Curly hair used to be a problem to "fix." You probably remember the early 2010s when every guy with a hint of a wave was reaching for the flat iron or buzzing it off to avoid the dreaded "pouf." Things have changed. Seriously. If you look at the red carpets or even just scroll through your feed right now, the most influential men in the world aren't just "dealing" with their curls; they’re centering their entire identity around them.
It’s about texture. Movement. Honestly, it’s about looking like you didn't try too hard, even if you spent twenty minutes with a diffuser this morning.

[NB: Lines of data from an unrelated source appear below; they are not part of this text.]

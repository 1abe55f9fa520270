//! API server: HTTP REST surface plus the Prometheus exporter.

use crate::rest::{self, AppState};
use adwizard_core::config::AppConfig;
use adwizard_generator::{GeneratorOptions, PayloadGenerator};
use adwizard_publisher::{CampaignPublisher, InMemoryCredentialStore};
use axum::routing::{get, post};
use axum::Router;
use std::net::SocketAddr;
use std::sync::Arc;
use std::time::Instant;
use tower_http::compression::CompressionLayer;
use tower_http::cors::CorsLayer;
use tower_http::trace::TraceLayer;
use tracing::info;

/// Build the REST router over an existing state.
pub fn router(state: AppState) -> Router {
    Router::new()
        .route("/v1/generations", post(rest::generate))
        .route("/v1/generations/publish", post(rest::publish))
        .route(
            "/v1/accounts",
            post(rest::connect_account).delete(rest::disconnect_account),
        )
        // Operational endpoints
        .route("/health", get(rest::health_check))
        .route("/live", get(rest::liveness))
        .layer(CompressionLayer::new())
        .layer(CorsLayer::permissive())
        .layer(TraceLayer::new_for_http())
        .with_state(state)
}

pub struct ApiServer {
    config: AppConfig,
    state: AppState,
}

impl ApiServer {
    /// Wire the generator, publisher and account store from configuration.
    pub fn new(config: AppConfig) -> anyhow::Result<Self> {
        let accounts = Arc::new(InMemoryCredentialStore::new());
        let generator = PayloadGenerator::with_templates(GeneratorOptions::from(&config.generator));
        let publisher = CampaignPublisher::from_config(&config.publisher, accounts.clone())?;

        info!(
            backend = publisher.backend(),
            provider = generator.provider_name(),
            "API state initialised"
        );

        let state = AppState {
            generator: Arc::new(generator),
            publisher: Arc::new(publisher),
            accounts,
            start_time: Instant::now(),
        };
        Ok(Self { config, state })
    }

    pub fn state(&self) -> &AppState {
        &self.state
    }

    /// Start the HTTP REST server. Runs until the listener fails.
    pub async fn start_http(&self) -> anyhow::Result<()> {
        let app = router(self.state.clone());
        let addr = SocketAddr::new(self.config.api.host.parse()?, self.config.api.http_port);

        info!(addr = %addr, "Starting HTTP server");

        let listener = tokio::net::TcpListener::bind(addr).await?;
        axum::serve(listener, app).await?;

        Ok(())
    }

    /// Start the metrics exporter on its own port.
    pub fn start_metrics(&self) -> anyhow::Result<()> {
        let addr = SocketAddr::new(self.config.api.host.parse()?, self.config.metrics.port);
        metrics_exporter_prometheus::PrometheusBuilder::new()
            .with_http_listener(addr)
            .install()?;

        info!(port = self.config.metrics.port, "Metrics exporter started");
        Ok(())
    }
}
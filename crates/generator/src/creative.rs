//! Ad copy generation.
//!
//! [`CreativeProvider`] is the seam where a generative text service plugs in.
//! [`TemplateCreativeProvider`] is the deterministic implementation used until
//! then: it fills fixed templates with the product and audience.

use adwizard_core::payload::{
    check_copy, DESCRIPTION_CHAR_LIMIT, HEADLINE_CHAR_LIMIT, MAX_DESCRIPTIONS, MAX_HEADLINES,
};
use adwizard_core::{AdWizardError, AdWizardResult};

/// Headlines and descriptions for one responsive search ad.
#[derive(Debug, Clone, PartialEq, Eq)]
pub struct CreativeSet {
    pub headlines: Vec<String>,
    pub descriptions: Vec<String>,
}

impl CreativeSet {
    /// Verify the provider contract: between one and the platform maximum of
    /// non-blank headlines and descriptions, optionally within the platform
    /// character limits.
    pub fn check(&self, enforce_char_limits: bool) -> AdWizardResult<()> {
        check_copy("headline", &self.headlines, MAX_HEADLINES).map_err(AdWizardError::Generation)?;
        check_copy("description", &self.descriptions, MAX_DESCRIPTIONS)
            .map_err(AdWizardError::Generation)?;

        if enforce_char_limits {
            check_lengths("headline", &self.headlines, HEADLINE_CHAR_LIMIT)?;
            check_lengths("description", &self.descriptions, DESCRIPTION_CHAR_LIMIT)?;
        }
        Ok(())
    }
}

fn check_lengths(kind: &str, items: &[String], limit: usize) -> AdWizardResult<()> {
    for item in items {
        let len = item.chars().count();
        if len > limit {
            return Err(AdWizardError::Generation(format!(
                "{kind} '{item}' is {len} characters, limit is {limit}"
            )));
        }
    }
    Ok(())
}

/// Source of ad copy for a product and audience.
///
/// Implementations must be deterministic for a given input if payload
/// generation is expected to be repeatable.
pub trait CreativeProvider: Send + Sync {
    fn name(&self) -> &'static str;

    fn generate(&self, product: &str, audience: &str) -> AdWizardResult<CreativeSet>;
}

/// Fixed-template copy.
#[derive(Debug, Clone, Copy, Default)]
pub struct TemplateCreativeProvider;

impl TemplateCreativeProvider {
    pub fn new() -> Self {
        Self
    }

    fn headlines(product: &str) -> Vec<String> {
        vec![
            format!("{product} - Quality Service"),
            format!("Get Started with {product}"),
            format!("Affordable {product}"),
            format!("Best {product} in Town"),
            format!("Professional {product}"),
            format!("Top-Rated {product}"),
            format!("{product} Experts"),
            format!("Trusted {product} Provider"),
            format!("Premium {product}"),
            format!("Local {product} Service"),
        ]
    }

    fn descriptions(product: &str, audience: &str) -> Vec<String> {
        vec![
            format!("Perfect for {audience}. Get started today!"),
            format!("Quality {product} designed for {audience}."),
            "Trusted by customers. Call now for a free quote.".to_string(),
            "Fast, reliable, and affordable. Contact us today!".to_string(),
        ]
    }
}

impl CreativeProvider for TemplateCreativeProvider {
    fn name(&self) -> &'static str {
        "template"
    }

    fn generate(&self, product: &str, audience: &str) -> AdWizardResult<CreativeSet> {
        Ok(CreativeSet {
            headlines: Self::headlines(product),
            descriptions: Self::descriptions(product, audience),
        })
    }
}

#[cfg(test)]
mod tests {
    use super::*;

    #[test]
    fn test_template_counts() {
        let set = TemplateCreativeProvider::new()
            .generate("Dog Walking", "busy professionals")
            .unwrap();
        assert_eq!(set.headlines.len(), MAX_HEADLINES);
        assert_eq!(set.descriptions.len(), MAX_DESCRIPTIONS);
        assert!(set.headlines.iter().all(|h| !h.is_empty()));
        assert!(set.descriptions.iter().all(|d| !d.is_empty()));
        set.check(false).unwrap();
    }

    #[test]
    fn test_template_interpolation() {
        let set = TemplateCreativeProvider::new()
            .generate("Yoga", "new parents")
            .unwrap();
        assert_eq!(set.headlines[0], "Yoga - Quality Service");
        assert_eq!(set.headlines[9], "Local Yoga Service");
        assert_eq!(set.descriptions[0], "Perfect for new parents. Get started today!");
        assert_eq!(set.descriptions[1], "Quality Yoga designed for new parents.");
    }

    #[test]
    fn test_check_rejects_bad_counts() {
        let empty = CreativeSet {
            headlines: vec![],
            descriptions: vec!["d".into()],
        };
        assert!(matches!(empty.check(false), Err(AdWizardError::Generation(_))));

        let too_many = CreativeSet {
            headlines: vec!["h".into()],
            descriptions: vec!["d".into(); MAX_DESCRIPTIONS + 1],
        };
        assert!(too_many.check(false).is_err());

        let blank = CreativeSet {
            headlines: vec!["h".into(), "  ".into()],
            descriptions: vec!["d".into()],
        };
        assert!(blank.check(false).is_err());
    }

    #[test]
    fn test_char_limits_only_when_enforced() {
        let set = TemplateCreativeProvider::new()
            .generate("handcrafted artisanal sourdough bread", "foodies")
            .unwrap();
        assert!(set.check(false).is_ok());
        assert!(set.check(true).is_err());

        let short = TemplateCreativeProvider::new().generate("Tea", "students").unwrap();
        assert!(short.check(true).is_ok());
    }
}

From Timothée Chalamet’s legendary "controlled chaos" to the resurgence of the curly mullet seen on stars like Jack Harlow, we are living in the golden age of the spiral. But here’s the thing: most people think these guys just wake up looking like Greek statues. They don't. Behind every "effortless" curl is a very specific routine, usually involving way less shampoo than you’d think.
The Chalamet Effect: Why the "Grown-Out Shag" Won 2026
Timothée Chalamet is basically the patron saint of celebs with curly hair men everywhere. His hair has its own fan accounts, and for good reason. What makes it work isn't just the genetics—though his father’s hair genes clearly did some heavy lifting—it’s the "Grown-Out Shag" cut.
This isn't just "long hair." It’s a highly technical square-layered cut.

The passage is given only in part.